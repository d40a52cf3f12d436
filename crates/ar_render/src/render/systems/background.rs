//! Camera background and virtual scene composite
//!
//! Owns the full-screen quad and the two shaders drawn with it:
//!
//! - the **background** shader, showing either the camera image or a
//!   false-color rendering of the camera depth image
//! - the **occlusion** shader, compositing the offscreen virtual scene over
//!   the background, optionally hiding virtual fragments that lie behind
//!   real-world surfaces
//!
//! Both shaders are swapped lazily: a setter only rebuilds when its flag
//! actually changes, and the old program is released before the new one is
//! compiled.

use crate::render::api::{BlendFactor, ColorFormat, PrimitiveMode, TextureFormat, TextureTarget, WrapMode};
use crate::render::resources::{Framebuffer, Mesh, RenderContext, Shader, ShaderDefines, Texture, VertexBuffer};
use crate::render::{RenderError, RenderResult};
use crate::tracking::{DepthImage, Frame};

/// Full-screen quad in NDC, triangle-strip order
pub const NDC_QUAD_COORDS: [f32; 8] = [-1.0, -1.0, 1.0, -1.0, -1.0, 1.0, 1.0, 1.0];

/// Texture coordinates of the virtual scene framebuffer, matching [`NDC_QUAD_COORDS`]
pub const VIRTUAL_SCENE_TEX_COORDS: [f32; 8] = [0.0, 0.0, 1.0, 0.0, 0.0, 1.0, 1.0, 1.0];

const CAMERA_TEX_COORDS_LOCATION: usize = 1;

/// Background and composite passes
pub struct BackgroundRenderer {
    ctx: RenderContext,
    mesh: Mesh,
    background_shader: Option<Shader>,
    occlusion_shader: Option<Shader>,
    camera_color_texture: Texture,
    camera_depth_texture: Texture,
    use_depth_visualization: bool,
    use_occlusion: bool,
    aspect_ratio: f32,
    camera_tex_coords_valid: bool,
}

impl BackgroundRenderer {
    /// Allocate the camera textures and the quad
    ///
    /// No shader is built yet; call [`set_use_depth_visualization`] and
    /// [`set_use_occlusion`] before drawing.
    ///
    /// [`set_use_depth_visualization`]: Self::set_use_depth_visualization
    /// [`set_use_occlusion`]: Self::set_use_occlusion
    pub fn new(ctx: &RenderContext) -> RenderResult<Self> {
        let camera_color_texture = Texture::new(ctx, TextureTarget::ExternalCamera, WrapMode::ClampToEdge)?;
        let camera_depth_texture = Texture::new(ctx, TextureTarget::Texture2D, WrapMode::ClampToEdge)?;

        // Camera coordinates stay empty until the first display geometry update
        let vertex_buffers = vec![
            VertexBuffer::new(ctx, 2, Some(&NDC_QUAD_COORDS))?,
            VertexBuffer::new(ctx, 2, None)?,
            VertexBuffer::new(ctx, 2, Some(&VIRTUAL_SCENE_TEX_COORDS))?,
        ];
        let mesh = Mesh::new(ctx, PrimitiveMode::TriangleStrip, None, vertex_buffers)?;

        Ok(Self {
            ctx: ctx.clone(),
            mesh,
            background_shader: None,
            occlusion_shader: None,
            camera_color_texture,
            camera_depth_texture,
            use_depth_visualization: false,
            use_occlusion: false,
            aspect_ratio: 0.0,
            camera_tex_coords_valid: false,
        })
    }

    /// Show the depth visualization instead of the camera image
    ///
    /// Rebuilds the background shader only when the flag changes or no
    /// shader exists yet. On failure no background shader is left and the
    /// next call retries.
    pub fn set_use_depth_visualization(&mut self, enabled: bool) -> RenderResult<()> {
        if self.background_shader.is_some() && self.use_depth_visualization == enabled {
            return Ok(());
        }
        self.background_shader = None;
        self.use_depth_visualization = enabled;

        let shader = if enabled {
            let mut shader = Shader::from_assets(
                &self.ctx,
                "shaders/background_show_depth_color_visualization.vert",
                "shaders/background_show_depth_color_visualization.frag",
                None,
            )?;
            shader.set_texture("u_CameraDepthTexture", &self.camera_depth_texture);
            shader
        } else {
            let mut shader = Shader::from_assets(
                &self.ctx,
                "shaders/background_show_camera.vert",
                "shaders/background_show_camera.frag",
                None,
            )?;
            shader.set_texture("u_CameraColorTexture", &self.camera_color_texture);
            shader
        };
        self.background_shader = Some(Self::fullscreen(shader));
        log::info!("Background shows {}", if enabled { "depth visualization" } else { "camera image" });
        Ok(())
    }

    /// Occlude virtual content with camera depth
    ///
    /// Rebuilds the occlusion shader with `USE_OCCLUSION` set to `1` or `0`
    /// only when the flag changes or no shader exists yet.
    pub fn set_use_occlusion(&mut self, enabled: bool) -> RenderResult<()> {
        if self.occlusion_shader.is_some() && self.use_occlusion == enabled {
            return Ok(());
        }
        self.occlusion_shader = None;
        self.use_occlusion = enabled;

        let mut defines = ShaderDefines::new();
        defines.insert("USE_OCCLUSION".to_string(), if enabled { "1" } else { "0" }.to_string());
        let mut shader = Self::fullscreen(Shader::from_assets(
            &self.ctx,
            "shaders/occlusion.vert",
            "shaders/occlusion.frag",
            Some(&defines),
        )?);
        shader.set_blend(BlendFactor::SrcAlpha, BlendFactor::OneMinusSrcAlpha);
        if enabled {
            shader
                .set_texture("u_CameraDepthTexture", &self.camera_depth_texture)
                .set_float("u_DepthAspectRatio", self.aspect_ratio);
        }
        self.occlusion_shader = Some(shader);
        log::info!("Occlusion {}", if enabled { "enabled" } else { "disabled" });
        Ok(())
    }

    fn fullscreen(mut shader: Shader) -> Shader {
        shader.set_depth_test(false).set_depth_write(false);
        shader
    }

    /// Recompute camera texture coordinates when the display changed
    ///
    /// Must run every frame before either draw. The first call always
    /// computes the coordinates, so the quad is never drawn without them.
    pub fn update_display_geometry(&mut self, frame: &Frame) -> RenderResult<()> {
        if self.camera_tex_coords_valid && !frame.display_geometry_changed {
            return Ok(());
        }
        let tex_coords = frame.transform_ndc_to_texture(&NDC_QUAD_COORDS);
        let buffer = self
            .mesh
            .vertex_buffer_mut(CAMERA_TEX_COORDS_LOCATION)
            .ok_or_else(|| RenderError::RenderingFailed("background quad lost its camera coordinates".to_string()))?;
        buffer.set(&tex_coords)?;
        self.camera_tex_coords_valid = true;
        log::debug!("Camera texture coordinates updated: {:?}", tex_coords);
        Ok(())
    }

    /// Upload a depth image as RG8 (low byte, high byte)
    ///
    /// While occlusion is enabled the image aspect ratio is pushed to the
    /// occlusion shader as well.
    pub fn update_camera_depth_texture(&mut self, image: &DepthImage) -> RenderResult<()> {
        if !image.is_well_formed() {
            return Err(RenderError::InvalidArgument(format!(
                "depth image {}x{} carries {} samples",
                image.width,
                image.height,
                image.millimeters.len()
            )));
        }
        self.camera_depth_texture.upload(
            image.width,
            image.height,
            TextureFormat::Rg8,
            ColorFormat::Linear,
            &image.to_rg8(),
        )?;
        if self.use_occlusion {
            self.aspect_ratio = image.aspect_ratio();
            if let Some(shader) = self.occlusion_shader.as_mut() {
                shader.set_float("u_DepthAspectRatio", self.aspect_ratio);
            }
        }
        Ok(())
    }

    /// Draw the camera image (or depth visualization) to the screen
    pub fn draw_background(&self) -> RenderResult<()> {
        match &self.background_shader {
            Some(shader) => self.ctx.draw(&self.mesh, shader),
            None => Ok(()),
        }
    }

    /// Composite the virtual scene framebuffer over the background
    pub fn draw_virtual_scene(&mut self, framebuffer: &Framebuffer, z_near: f32, z_far: f32) -> RenderResult<()> {
        let Some(shader) = self.occlusion_shader.as_mut() else {
            return Ok(());
        };
        shader.set_texture("u_VirtualSceneColorTexture", framebuffer.color_texture());
        if self.use_occlusion {
            shader
                .set_texture("u_VirtualSceneDepthTexture", framebuffer.depth_texture())
                .set_float("u_ZNear", z_near)
                .set_float("u_ZFar", z_far);
        }
        self.ctx.draw(&self.mesh, shader)
    }

    /// Texture the session streams camera images into
    pub fn camera_color_texture(&self) -> &Texture {
        &self.camera_color_texture
    }

    /// Texture holding the latest depth image
    pub fn camera_depth_texture(&self) -> &Texture {
        &self.camera_depth_texture
    }

    /// Whether the depth visualization is active
    pub fn use_depth_visualization(&self) -> bool {
        self.use_depth_visualization
    }

    /// Whether occlusion is active
    pub fn use_occlusion(&self) -> bool {
        self.use_occlusion
    }

    /// The quad shared by both passes
    pub fn mesh(&self) -> &Mesh {
        &self.mesh
    }
}

#[cfg(test)]
mod tests {
    use super::*;
    use crate::render::api::UniformValue;
    use crate::render::backends::HeadlessBackend;
    use crate::render::systems::test_support::context;
    use crate::tracking::DisplayUvTransform;

    fn stats(ctx: &RenderContext) -> crate::render::backends::BackendStats {
        ctx.inspect_backend(HeadlessBackend::stats).unwrap()
    }

    fn ready(ctx: &RenderContext) -> BackgroundRenderer {
        let mut background = BackgroundRenderer::new(ctx).unwrap();
        background.set_use_depth_visualization(false).unwrap();
        background.set_use_occlusion(false).unwrap();
        background
    }

    #[test]
    fn shader_swaps_only_when_the_flag_changes() {
        let ctx = context();
        let mut background = ready(&ctx);
        assert_eq!(stats(&ctx).shaders_compiled, 2);

        background.set_use_occlusion(false).unwrap();
        background.set_use_depth_visualization(false).unwrap();
        assert_eq!(stats(&ctx).shaders_compiled, 2);

        background.set_use_occlusion(true).unwrap();
        let after = stats(&ctx);
        assert_eq!(after.shaders_compiled, 3);
        assert_eq!(after.shaders_released, 1);
        let live = ctx.inspect_backend(|b: &HeadlessBackend| b.live_resources().shaders).unwrap();
        assert_eq!(live, 2);
        assert!(background.use_occlusion());
    }

    #[test]
    fn occlusion_define_controls_depth_uniforms() {
        let ctx = context();
        let mut background = ready(&ctx);
        assert!(!background.occlusion_shader.as_ref().unwrap().declares("u_ZNear"));
        background.set_use_occlusion(true).unwrap();
        assert!(background.occlusion_shader.as_ref().unwrap().declares("u_ZNear"));
    }

    #[test]
    fn first_geometry_update_always_computes_coordinates() {
        let ctx = context();
        let mut background = ready(&ctx);
        let mut frame = Frame { display_geometry_changed: false, ..Default::default() };
        background.update_display_geometry(&frame).unwrap();
        let handle = background.mesh().vertex_buffer(1).unwrap().handle();
        let coords = ctx.inspect_backend(|b: &HeadlessBackend| b.buffer_floats(handle)).flatten().unwrap();
        assert_eq!(coords, vec![0.0, 1.0, 1.0, 1.0, 0.0, 0.0, 1.0, 0.0]);

        // Unflagged changes are ignored after the first update
        frame.display_uv_transform = DisplayUvTransform([0.0, 0.5, 0.5, 0.5, 0.0, 0.5]);
        background.update_display_geometry(&frame).unwrap();
        let uploads = ctx.inspect_backend(|b: &HeadlessBackend| b.buffer(handle).map(|r| r.uploads)).flatten();
        assert_eq!(uploads, Some(1));

        frame.display_geometry_changed = true;
        background.update_display_geometry(&frame).unwrap();
        let coords = ctx.inspect_backend(|b: &HeadlessBackend| b.buffer_floats(handle)).flatten().unwrap();
        assert_eq!(&coords[..2], &[0.0, 0.0]);
    }

    #[test]
    fn depth_upload_is_rg8_and_updates_aspect_ratio() {
        let ctx = context();
        let mut background = ready(&ctx);
        background.set_use_occlusion(true).unwrap();
        let image = DepthImage { width: 4, height: 2, millimeters: vec![0x0102; 8] };
        background.update_camera_depth_texture(&image).unwrap();

        let handle = background.camera_depth_texture().handle();
        let (format, first) = ctx
            .inspect_backend(|b: &HeadlessBackend| b.texture(handle).map(|t| (t.format, [t.data[0], t.data[1]])))
            .flatten()
            .unwrap();
        assert_eq!(format, TextureFormat::Rg8);
        assert_eq!(first, [0x02, 0x01]);
        assert_eq!(
            background.occlusion_shader.as_ref().unwrap().uniform("u_DepthAspectRatio"),
            Some(&UniformValue::Float(2.0))
        );
    }

    #[test]
    fn malformed_depth_is_rejected() {
        let ctx = context();
        let mut background = ready(&ctx);
        let image = DepthImage { width: 4, height: 2, millimeters: vec![0; 3] };
        assert!(background.update_camera_depth_texture(&image).is_err());
    }

    #[test]
    fn composite_sets_depth_uniforms_only_with_occlusion() {
        let ctx = context();
        let mut background = ready(&ctx);
        let framebuffer = Framebuffer::new(&ctx, 8, 8).unwrap();
        background.update_display_geometry(&Frame::default()).unwrap();

        background.draw_virtual_scene(&framebuffer, 0.1, 100.0).unwrap();
        background.set_use_occlusion(true).unwrap();
        background.draw_virtual_scene(&framebuffer, 0.1, 100.0).unwrap();

        let draws: Vec<_> = ctx.inspect_backend(|b: &HeadlessBackend| b.draws().cloned().collect()).unwrap();
        assert_eq!(draws.len(), 2);
        assert!(draws[0].uniform("u_ZNear").is_none());
        assert!(draws[0].uniform("u_VirtualSceneColorTexture").is_some());
        assert_eq!(draws[1].uniform("u_ZFar"), Some(&UniformValue::Float(100.0)));
        assert_eq!(draws[1].pipeline.blend.0, BlendFactor::SrcAlpha);
        assert!(!draws[1].pipeline.depth_test);
        assert_eq!(draws[1].vertex_count, 4);
    }

    #[test]
    fn background_draw_without_shader_is_a_no_op() {
        let ctx = context();
        let background = BackgroundRenderer::new(&ctx).unwrap();
        background.draw_background().unwrap();
        assert_eq!(stats(&ctx).draws, 0);
    }
}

What this task involves:
Every line that holds the word "draws" should be copied from the records.

Your solution:
        let draws: Vec<_> = ctx.inspect_backend(|b: &HeadlessBackend| b.draws().cloned().collect()).unwrap();
        assert_eq!(draws.len(), 2);
        assert!(draws[0].uniform("u_ZNear").is_none());
        assert!(draws[0].uniform("u_VirtualSceneColorTexture").is_some());
        assert_eq!(draws[1].uniform("u_ZFar"), Some(&UniformValue::Float(100.0)));
        assert_eq!(draws[1].pipeline.blend.0, BlendFactor::SrcAlpha);
        assert!(!draws[1].pipeline.depth_test);
        assert_eq!(draws[1].vertex_count, 4);
        assert_eq!(stats(&ctx).draws, 0);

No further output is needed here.